use chrono::Duration;

/// Engine configuration loaded from environment variables.
#[derive(Clone, Debug)]
pub struct Config {
    /// The issuer identifier stamped into every token (`iss`).
    pub issuer: String,

    /// The authorization endpoint URI; request objects must carry it in
    /// their audience.
    pub authorization_endpoint: String,

    /// Lifetime of pushed authorization request entries.
    pub par_expires_in_secs: i64,

    /// Lifetime of issued authorization codes.
    pub authorization_code_expires_in_secs: i64,
}

impl Config {
    pub fn from_env() -> anyhow::Result<Self> {
        dotenvy::dotenv().ok();

        let issuer = std::env::var("OIDC_ISSUER")
            .unwrap_or_else(|_| "https://localhost:3000".to_string());

        Ok(Self {
            authorization_endpoint: std::env::var("OIDC_AUTHORIZATION_ENDPOINT")
                .unwrap_or_else(|_| format!("{issuer}/connect/authorize")),
            issuer,
            par_expires_in_secs: std::env::var("OIDC_PAR_EXPIRES_IN_SECS")
                .unwrap_or_else(|_| "600".to_string()) // 10 minutes
                .parse()?,
            authorization_code_expires_in_secs: std::env::var(
                "OIDC_AUTHORIZATION_CODE_EXPIRES_IN_SECS",
            )
            .unwrap_or_else(|_| "300".to_string()) // 5 minutes
            .parse()?,
        })
    }

    pub fn par_expires_in(&self) -> Duration {
        Duration::seconds(self.par_expires_in_secs)
    }

    pub fn authorization_code_expires_in(&self) -> Duration {
        Duration::seconds(self.authorization_code_expires_in_secs)
    }
}

impl Default for Config {
    fn default() -> Self {
        Self {
            issuer: "https://localhost:3000".to_string(),
            authorization_endpoint: "https://localhost:3000/connect/authorize".to_string(),
            par_expires_in_secs: 600,
            authorization_code_expires_in_secs: 300,
        }
    }
}
//! Pushed authorization request storage (RFC 9126).

use std::sync::Arc;

use chrono::Duration;

use crate::error::StorageError;
use crate::models::{AuthorizationRequest, PushedAuthorizationResponse};
use crate::storage::{put_json, read_json, take_json, KeyFactory, Storage, StorageOptions};
use crate::utils::opaque;

/// Prefix of the opaque request URIs handed back to clients.
pub const REQUEST_URI_PREFIX: &str = "urn:ietf:params:oauth:request_uri:";

/// Whether a `request_uri` value refers to a pushed request rather than a
/// remote document.
pub fn is_pushed_request_uri(request_uri: &str) -> bool {
    request_uri.starts_with(REQUEST_URI_PREFIX)
}

/// Stores pushed authorization requests until the client comes back with
/// the issued `request_uri`. Entries live for a configured TTL and are
/// removed on first consumption.
pub struct ParStore {
    storage: Arc<dyn Storage>,
}

impl ParStore {
    pub fn new(storage: Arc<dyn Storage>) -> Self {
        Self { storage }
    }

    /// Store a request and mint the opaque URI under which it can be
    /// retrieved. Storing twice under the same URI overwrites, but minted
    /// URIs are unique so that only matters for crafted keys.
    pub async fn store(
        &self,
        model: AuthorizationRequest,
        expires_in: Duration,
    ) -> Result<PushedAuthorizationResponse, StorageError> {
        let request_uri = format!("{}{}", REQUEST_URI_PREFIX, opaque::generate_token());

        put_json(
            &*self.storage,
            &KeyFactory::pushed_request(&request_uri),
            &model,
            StorageOptions::relative(expires_in),
        )
        .await?;

        Ok(PushedAuthorizationResponse {
            request_uri,
            expires_in_secs: expires_in.num_seconds(),
            model,
        })
    }

    /// Retrieve a stored request. With `should_remove` the read consumes
    /// the entry: at most one caller gets the request, every later call
    /// sees `None`.
    pub async fn try_get(
        &self,
        request_uri: &str,
        should_remove: bool,
    ) -> Result<Option<AuthorizationRequest>, StorageError> {
        let key = KeyFactory::pushed_request(request_uri);
        if should_remove {
            take_json(&*self.storage, &key).await
        } else {
            read_json(&*self.storage, &key).await
        }
    }
}
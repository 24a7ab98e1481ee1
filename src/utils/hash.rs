//! Token hash binding values (`c_hash`, `at_hash`).
//!
//! The identity token binds a co-issued authorization code or access token
//! by embedding the base64url-encoded left half of a hash of its ASCII
//! representation. The hash function is paired with the identity token's
//! signing algorithm: SHA-256 for *256 algorithms, SHA-384 for *384,
//! SHA-512 for *512.

use base64::{engine::general_purpose::URL_SAFE_NO_PAD, Engine as _};
use jsonwebtoken::Algorithm;
use sha2::{Digest, Sha256, Sha384, Sha512};

/// Compute the left-half hash of `value` for the given signing algorithm.
///
/// Deterministic: equal `(algorithm, value)` pairs always yield the same
/// output.
pub fn half_hash(algorithm: Algorithm, value: &str) -> String {
    let digest = match algorithm {
        Algorithm::HS256 | Algorithm::RS256 | Algorithm::ES256 | Algorithm::PS256 => {
            Sha256::digest(value.as_bytes()).to_vec()
        }
        Algorithm::HS384 | Algorithm::RS384 | Algorithm::ES384 | Algorithm::PS384 => {
            Sha384::digest(value.as_bytes()).to_vec()
        }
        Algorithm::HS512 | Algorithm::RS512 | Algorithm::PS512 | Algorithm::EdDSA => {
            Sha512::digest(value.as_bytes()).to_vec()
        }
    };

    URL_SAFE_NO_PAD.encode(&digest[..digest.len() / 2])
}
//! Opaque token generation for authorization codes and pushed request URIs.

use rand::Rng;

/// Default length for generated opaque tokens.
pub const DEFAULT_TOKEN_LENGTH: usize = 32;

/// Character set for opaque tokens. URL-safe so the values survive query
/// strings and `urn:` URIs untouched.
const TOKEN_CHARSET: &[u8] = b"ABCDEFGHIJKLMNOPQRSTUVWXYZabcdefghijklmnopqrstuvwxyz0123456789";

/// Generate a random opaque token of the default length.
pub fn generate_token() -> String {
    generate_token_with_length(DEFAULT_TOKEN_LENGTH)
}

/// Generate a random opaque token of the given length.
pub fn generate_token_with_length(length: usize) -> String {
    let mut rng = rand::thread_rng();
    (0..length)
        .map(|_| {
            let idx = rng.gen_range(0..TOKEN_CHARSET.len());
            TOKEN_CHARSET[idx] as char
        })
        .collect()
}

---

### TASK TO CARRY OUT
You are asked to transcribe the complete data exactly.

### ANSWER AREA
use chrono::Duration;

/// Engine configuration loaded from environment variables.
#[derive(Clone, Debug)]
pub struct Config {
    /// The issuer identifier stamped into every token (`iss`).
    pub issuer: String,

    /// The authorization endpoint URI; request objects must carry it in
    /// their audience.
    pub authorization_endpoint: String,

    /// Lifetime of pushed authorization request entries.
    pub par_expires_in_secs: i64,

    /// Lifetime of issued authorization codes.
    pub authorization_code_expires_in_secs: i64,
}

impl Config {
    pub fn from_env() -> anyhow::Result<Self> {
        dotenvy::dotenv().ok();

        let issuer = std::env::var("OIDC_ISSUER")
            .unwrap_or_else(|_| "https://localhost:3000".to_string());

        Ok(Self {
            authorization_endpoint: std::env::var("OIDC_AUTHORIZATION_ENDPOINT")
                .unwrap_or_else(|_| format!("{issuer}/connect/authorize")),
            issuer,
            par_expires_in_secs: std::env::var("OIDC_PAR_EXPIRES_IN_SECS")
                .unwrap_or_else(|_| "600".to_string()) // 10 minutes
                .parse()?,
            authorization_code_expires_in_secs: std::env::var(
                "OIDC_AUTHORIZATION_CODE_EXPIRES_IN_SECS",
            )
            .unwrap_or_else(|_| "300".to_string()) // 5 minutes
            .parse()?,
        })
    }

    pub fn par_expires_in(&self) -> Duration {
        Duration::seconds(self.par_expires_in_secs)
    }

    pub fn authorization_code_expires_in(&self) -> Duration {
        Duration::seconds(self.authorization_code_expires_in_secs)
    }
}

impl Default for Config {
    fn default() -> Self {
        Self {
            issuer: "https://localhost:3000".to_string(),
            authorization_endpoint: "https://localhost:3000/connect/authorize".to_string(),
            par_expires_in_secs: 600,
            authorization_code_expires_in_secs: 300,
        }
    }
}
//! Pushed authorization request storage (RFC 9126).

use std::sync::Arc;

use chrono::Duration;

use crate::error::StorageError;
use crate::models::{AuthorizationRequest, PushedAuthorizationResponse};
use crate::storage::{put_json, read_json, take_json, KeyFactory, Storage, StorageOptions};
use crate::utils::opaque;

/// Prefix of the opaque request URIs handed back to clients.
pub const REQUEST_URI_PREFIX: &str = "urn:ietf:params:oauth:request_uri:";

/// Whether a `request_uri` value refers to a pushed request rather than a
/// remote document.
pub fn is_pushed_request_uri(request_uri: &str) -> bool {
    request_uri.starts_with(REQUEST_URI_PREFIX)
}

/// Stores pushed authorization requests until the client comes back with
/// the issued `request_uri`. Entries live for a configured TTL and are
/// removed on first consumption.
pub struct ParStore {
    storage: Arc<dyn Storage>,
}

impl ParStore {
    pub fn new(storage: Arc<dyn Storage>) -> Self {
        Self { storage }
    }

    /// Store a request and mint the opaque URI under which it can be
    /// retrieved. Storing twice under the same URI overwrites, but minted
    /// URIs are unique so that only matters for crafted keys.
    pub async fn store(
        &self,
        model: AuthorizationRequest,
        expires_in: Duration,
    ) -> Result<PushedAuthorizationResponse, StorageError> {
        let request_uri = format!("{}{}", REQUEST_URI_PREFIX, opaque::generate_token());

        put_json(
            &*self.storage,
            &KeyFactory::pushed_request(&request_uri),
            &model,
            StorageOptions::relative(expires_in),
        )
        .await?;

        Ok(PushedAuthorizationResponse {
            request_uri,
            expires_in_secs: expires_in.num_seconds(),
            model,
        })
    }

    /// Retrieve a stored request. With `should_remove` the read consumes
    /// the entry: at most one caller gets the request, every later call
    /// sees `None`.
    pub async fn try_get(
        &self,
        request_uri: &str,
        should_remove: bool,
    ) -> Result<Option<AuthorizationRequest>, StorageError> {
        let key = KeyFactory::pushed_request(request_uri);
        if should_remove {
            take_json(&*self.storage, &key).await
        } else {
            read_json(&*self.storage, &key).await
        }
    }
}
repository 24a7ab98e1481ee1
filename src/utils/hash.rs
//! Token hash binding values (`c_hash`, `at_hash`).
//!
//! The identity token binds a co-issued authorization code or access token
//! by embedding the base64url-encoded left half of a hash of its ASCII
//! representation. The hash function is paired with the identity token's
//! signing algorithm: SHA-256 for *256 algorithms, SHA-384 for *384,
//! SHA-512 for *512.

use base64::{engine::general_purpose::URL_SAFE_NO_PAD, Engine as _};
use jsonwebtoken::Algorithm;
use sha2::{Digest, Sha256, Sha384, Sha512};

/// Compute the left-half hash of `value` for the given signing algorithm.
///
/// Deterministic: equal `(algorithm, value)` pairs always yield the same
/// output.
pub fn half_hash(algorithm: Algorithm, value: &str) -> String {
    let digest = match algorithm {
        Algorithm::HS256 | Algorithm::RS256 | Algorithm::ES256 | Algorithm::PS256 => {
            Sha256::digest(value.as_bytes()).to_vec()
        }
        Algorithm::HS384 | Algorithm::RS384 | Algorithm::ES384 | Algorithm::PS384 => {
            Sha384::digest(value.as_bytes()).to_vec()
        }
        Algorithm::HS512 | Algorithm::RS512 | Algorithm::PS512 | Algorithm::EdDSA => {
            Sha512::digest(value.as_bytes()).to_vec()
        }
    };

    URL_SAFE_NO_PAD.encode(&digest[..digest.len() / 2])
}
//! Opaque token generation for authorization codes and pushed request URIs.

use rand::Rng;

/// Default length for generated opaque tokens.
pub const DEFAULT_TOKEN_LENGTH: usize = 32;

/// Character set for opaque tokens. URL-safe so the values survive query
/// strings and `urn:` URIs untouched.
const TOKEN_CHARSET: &[u8] = b"ABCDEFGHIJKLMNOPQRSTUVWXYZabcdefghijklmnopqrstuvwxyz0123456789";

/// Generate a random opaque token of the default length.
pub fn generate_token() -> String {
    generate_token_with_length(DEFAULT_TOKEN_LENGTH)
}

/// Generate a random opaque token of the given length.
pub fn generate_token_with_length(length: usize) -> String {
    let mut rng = rand::thread_rng();
    (0..length)
        .map(|_| {
            let idx = rng.gen_range(0..TOKEN_CHARSET.len());
            TOKEN_CHARSET[idx] as char
        })
        .collect()
}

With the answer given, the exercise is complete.